Retype every entry below exactly as it stands.

----- GIVEN RECORDS

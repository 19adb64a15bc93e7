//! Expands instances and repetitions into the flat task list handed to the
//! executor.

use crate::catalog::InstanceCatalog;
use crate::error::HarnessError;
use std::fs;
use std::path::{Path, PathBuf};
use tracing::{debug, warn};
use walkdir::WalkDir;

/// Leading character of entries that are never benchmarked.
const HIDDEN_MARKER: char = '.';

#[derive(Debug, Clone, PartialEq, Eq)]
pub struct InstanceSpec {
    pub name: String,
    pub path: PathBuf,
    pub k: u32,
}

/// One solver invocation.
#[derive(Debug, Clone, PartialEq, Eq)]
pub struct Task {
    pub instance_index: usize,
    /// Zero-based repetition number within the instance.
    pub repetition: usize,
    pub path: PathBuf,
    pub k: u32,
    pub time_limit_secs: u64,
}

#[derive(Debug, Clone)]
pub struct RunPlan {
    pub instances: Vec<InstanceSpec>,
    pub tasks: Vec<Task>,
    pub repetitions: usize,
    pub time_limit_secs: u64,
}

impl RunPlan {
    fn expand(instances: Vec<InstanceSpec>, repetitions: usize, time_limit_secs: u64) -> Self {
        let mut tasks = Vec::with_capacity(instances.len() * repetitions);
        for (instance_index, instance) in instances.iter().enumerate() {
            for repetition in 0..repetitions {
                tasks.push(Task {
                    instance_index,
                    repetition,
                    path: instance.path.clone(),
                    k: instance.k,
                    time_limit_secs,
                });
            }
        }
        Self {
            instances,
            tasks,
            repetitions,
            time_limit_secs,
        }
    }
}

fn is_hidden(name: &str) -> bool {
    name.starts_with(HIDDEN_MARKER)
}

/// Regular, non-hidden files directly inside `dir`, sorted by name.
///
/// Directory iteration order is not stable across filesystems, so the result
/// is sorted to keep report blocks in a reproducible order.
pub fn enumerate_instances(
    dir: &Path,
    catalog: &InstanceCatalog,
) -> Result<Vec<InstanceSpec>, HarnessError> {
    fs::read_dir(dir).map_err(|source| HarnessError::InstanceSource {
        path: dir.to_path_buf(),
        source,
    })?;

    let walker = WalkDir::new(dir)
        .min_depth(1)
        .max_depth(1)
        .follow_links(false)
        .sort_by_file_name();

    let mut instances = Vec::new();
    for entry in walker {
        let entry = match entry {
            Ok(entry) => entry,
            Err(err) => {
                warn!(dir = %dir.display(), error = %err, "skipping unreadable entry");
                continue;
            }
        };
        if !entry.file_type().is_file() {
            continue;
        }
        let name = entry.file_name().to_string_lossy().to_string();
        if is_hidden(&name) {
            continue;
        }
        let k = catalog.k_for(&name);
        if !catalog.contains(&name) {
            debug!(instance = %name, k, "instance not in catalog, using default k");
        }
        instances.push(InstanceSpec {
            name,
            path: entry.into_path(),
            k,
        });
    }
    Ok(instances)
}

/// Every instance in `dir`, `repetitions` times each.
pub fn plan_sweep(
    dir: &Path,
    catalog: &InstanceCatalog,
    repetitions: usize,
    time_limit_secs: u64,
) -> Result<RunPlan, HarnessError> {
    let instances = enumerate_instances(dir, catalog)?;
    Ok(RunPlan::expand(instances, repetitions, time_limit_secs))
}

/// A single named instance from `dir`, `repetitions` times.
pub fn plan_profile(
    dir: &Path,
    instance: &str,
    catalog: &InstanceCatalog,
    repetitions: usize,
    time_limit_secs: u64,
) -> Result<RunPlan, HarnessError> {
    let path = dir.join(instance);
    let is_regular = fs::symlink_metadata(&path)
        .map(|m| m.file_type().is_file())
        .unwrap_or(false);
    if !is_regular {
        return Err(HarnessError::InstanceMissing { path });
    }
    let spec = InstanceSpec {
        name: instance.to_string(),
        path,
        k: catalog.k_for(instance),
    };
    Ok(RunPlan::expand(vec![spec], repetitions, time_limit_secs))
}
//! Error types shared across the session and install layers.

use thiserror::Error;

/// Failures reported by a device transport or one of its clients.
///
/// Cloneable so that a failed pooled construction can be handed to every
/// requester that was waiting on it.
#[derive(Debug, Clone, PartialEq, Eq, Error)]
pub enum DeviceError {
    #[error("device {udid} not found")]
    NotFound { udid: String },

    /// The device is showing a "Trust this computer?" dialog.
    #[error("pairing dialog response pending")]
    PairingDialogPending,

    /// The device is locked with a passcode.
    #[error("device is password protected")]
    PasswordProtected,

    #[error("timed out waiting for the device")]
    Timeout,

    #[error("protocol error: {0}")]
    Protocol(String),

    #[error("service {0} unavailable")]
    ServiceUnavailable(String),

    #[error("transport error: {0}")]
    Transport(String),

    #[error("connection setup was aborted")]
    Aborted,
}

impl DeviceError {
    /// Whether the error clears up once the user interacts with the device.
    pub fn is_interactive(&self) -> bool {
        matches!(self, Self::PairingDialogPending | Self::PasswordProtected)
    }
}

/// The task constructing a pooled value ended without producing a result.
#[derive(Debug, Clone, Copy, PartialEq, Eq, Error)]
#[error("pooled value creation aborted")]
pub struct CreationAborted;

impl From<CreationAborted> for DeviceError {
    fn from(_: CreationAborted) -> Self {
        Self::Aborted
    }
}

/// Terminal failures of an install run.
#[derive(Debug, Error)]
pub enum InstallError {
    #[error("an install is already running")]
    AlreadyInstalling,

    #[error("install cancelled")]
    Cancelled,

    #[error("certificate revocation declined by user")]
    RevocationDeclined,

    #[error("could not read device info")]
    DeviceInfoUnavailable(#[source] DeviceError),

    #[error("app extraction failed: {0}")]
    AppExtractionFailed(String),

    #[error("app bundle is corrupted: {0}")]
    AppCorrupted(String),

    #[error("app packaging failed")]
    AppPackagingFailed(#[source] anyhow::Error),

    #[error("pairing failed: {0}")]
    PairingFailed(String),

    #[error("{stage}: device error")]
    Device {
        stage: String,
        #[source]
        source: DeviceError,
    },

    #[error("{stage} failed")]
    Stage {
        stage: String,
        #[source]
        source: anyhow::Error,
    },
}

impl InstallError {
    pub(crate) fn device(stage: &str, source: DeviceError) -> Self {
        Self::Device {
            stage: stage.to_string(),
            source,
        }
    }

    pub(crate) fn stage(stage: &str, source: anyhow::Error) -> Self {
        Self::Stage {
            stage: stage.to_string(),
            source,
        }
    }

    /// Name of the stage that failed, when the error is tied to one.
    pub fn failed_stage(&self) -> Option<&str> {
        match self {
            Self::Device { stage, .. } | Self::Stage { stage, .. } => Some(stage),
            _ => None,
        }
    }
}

----------

WRITTEN RESPONSE:
repository 19adb64a15bc93e7
//! Expands instances and repetitions into the flat task list handed to the
//! executor.

use crate::catalog::InstanceCatalog;
use crate::error::HarnessError;
use std::fs;
use std::path::{Path, PathBuf};
use tracing::{debug, warn};
use walkdir::WalkDir;

/// Leading character of entries that are never benchmarked.
const HIDDEN_MARKER: char = '.';

#[derive(Debug, Clone, PartialEq, Eq)]
pub struct InstanceSpec {
    pub name: String,
    pub path: PathBuf,
    pub k: u32,
}

/// One solver invocation.
#[derive(Debug, Clone, PartialEq, Eq)]
pub struct Task {
    pub instance_index: usize,
    /// Zero-based repetition number within the instance.
    pub repetition: usize,
    pub path: PathBuf,
    pub k: u32,
    pub time_limit_secs: u64,
}

#[derive(Debug, Clone)]
pub struct RunPlan {
    pub instances: Vec<InstanceSpec>,
    pub tasks: Vec<Task>,
    pub repetitions: usize,
    pub time_limit_secs: u64,
}

impl RunPlan {
    fn expand(instances: Vec<InstanceSpec>, repetitions: usize, time_limit_secs: u64) -> Self {
        let mut tasks = Vec::with_capacity(instances.len() * repetitions);
        for (instance_index, instance) in instances.iter().enumerate() {
            for repetition in 0..repetitions {
                tasks.push(Task {
                    instance_index,
                    repetition,
                    path: instance.path.clone(),
                    k: instance.k,
                    time_limit_secs,
                });
            }
        }
        Self {
            instances,
            tasks,
            repetitions,
            time_limit_secs,
        }
    }
}

fn is_hidden(name: &str) -> bool {
    name.starts_with(HIDDEN_MARKER)
}

/// Regular, non-hidden files directly inside `dir`, sorted by name.
///
/// Directory iteration order is not stable across filesystems, so the result
/// is sorted to keep report blocks in a reproducible order.
pub fn enumerate_instances(
    dir: &Path,
    catalog: &InstanceCatalog,
) -> Result<Vec<InstanceSpec>, HarnessError> {
    fs::read_dir(dir).map_err(|source| HarnessError::InstanceSource {
        path: dir.to_path_buf(),
        source,
    })?;

    let walker = WalkDir::new(dir)
        .min_depth(1)
        .max_depth(1)
        .follow_links(false)
        .sort_by_file_name();

    let mut instances = Vec::new();
    for entry in walker {
        let entry = match entry {
            Ok(entry) => entry,
            Err(err) => {
                warn!(dir = %dir.display(), error = %err, "skipping unreadable entry");
                continue;
            }
        };
        if !entry.file_type().is_file() {
            continue;
        }
        let name = entry.file_name().to_string_lossy().to_string();
        if is_hidden(&name) {
            continue;
        }
        let k = catalog.k_for(&name);
        if !catalog.contains(&name) {
            debug!(instance = %name, k, "instance not in catalog, using default k");
        }
        instances.push(InstanceSpec {
            name,
            path: entry.into_path(),
            k,
        });
    }
    Ok(instances)
}

/// Every instance in `dir`, `repetitions` times each.
pub fn plan_sweep(
    dir: &Path,
    catalog: &InstanceCatalog,
    repetitions: usize,
    time_limit_secs: u64,
) -> Result<RunPlan, HarnessError> {
    let instances = enumerate_instances(dir, catalog)?;
    Ok(RunPlan::expand(instances, repetitions, time_limit_secs))
}

/// A single named instance from `dir`, `repetitions` times.
pub fn plan_profile(
    dir: &Path,
    instance: &str,
    catalog: &InstanceCatalog,
    repetitions: usize,
    time_limit_secs: u64,
) -> Result<RunPlan, HarnessError> {
    let path = dir.join(instance);
    let is_regular = fs::symlink_metadata(&path)
        .map(|m| m.file_type().is_file())
        .unwrap_or(false);
    if !is_regular {
        return Err(HarnessError::InstanceMissing { path });
    }
    let spec = InstanceSpec {
        name: instance.to_string(),
        path,
        k: catalog.k_for(instance),
    };
    Ok(RunPlan::expand(vec![spec], repetitions, time_limit_secs))
}
//! Error types shared across the session and install layers.

use thiserror::Error;

/// Failures reported by a device transport or one of its clients.
///
/// Cloneable so that a failed pooled construction can be handed to every
/// requester that was waiting on it.
#[derive(Debug, Clone, PartialEq, Eq, Error)]
pub enum DeviceError {
    #[error("device {udid} not found")]
    NotFound { udid: String },

    /// The device is showing a "Trust this computer?" dialog.
    #[error("pairing dialog response pending")]
    PairingDialogPending,

    /// The device is locked with a passcode.
    #[error("device is password protected")]
    PasswordProtected,

    #[error("timed out waiting for the device")]
    Timeout,

    #[error("protocol error: {0}")]
    Protocol(String),

    #[error("service {0} unavailable")]
    ServiceUnavailable(String),

    #[error("transport error: {0}")]
    Transport(String),

    #[error("connection setup was aborted")]
    Aborted,
}

impl DeviceError {
    /// Whether the error clears up once the user interacts with the device.
    pub fn is_interactive(&self) -> bool {
        matches!(self, Self::PairingDialogPending | Self::PasswordProtected)
    }
}

/// The task constructing a pooled value ended without producing a result.
#[derive(Debug, Clone, Copy, PartialEq, Eq, Error)]
#[error("pooled value creation aborted")]
pub struct CreationAborted;

impl From<CreationAborted> for DeviceError {
    fn from(_: CreationAborted) -> Self {
        Self::Aborted
    }
}

/// Terminal failures of an install run.
#[derive(Debug, Error)]
pub enum InstallError {
    #[error("an install is already running")]
    AlreadyInstalling,

    #[error("install cancelled")]
    Cancelled,

    #[error("certificate revocation declined by user")]
    RevocationDeclined,

    #[error("could not read device info")]
    DeviceInfoUnavailable(#[source] DeviceError),

    #[error("app extraction failed: {0}")]
    AppExtractionFailed(String),

    #[error("app bundle is corrupted: {0}")]
    AppCorrupted(String),

    #[error("app packaging failed")]
    AppPackagingFailed(#[source] anyhow::Error),

    #[error("pairing failed: {0}")]
    PairingFailed(String),

    #[error("{stage}: device error")]
    Device {
        stage: String,
        #[source]
        source: DeviceError,
    },

    #[error("{stage} failed")]
    Stage {
        stage: String,
        #[source]
        source: anyhow::Error,
    },
}

impl InstallError {
    pub(crate) fn device(stage: &str, source: DeviceError) -> Self {
        Self::Device {
            stage: stage.to_string(),
            source,
        }
    }

    pub(crate) fn stage(stage: &str, source: anyhow::Error) -> Self {
        Self::Stage {
            stage: stage.to_string(),
            source,
        }
    }

    /// Name of the stage that failed, when the error is tied to one.
    pub fn failed_stage(&self) -> Option<&str> {
        match self {
            Self::Device { stage, .. } | Self::Stage { stage, .. } => Some(stage),
            _ => None,
        }
    }
}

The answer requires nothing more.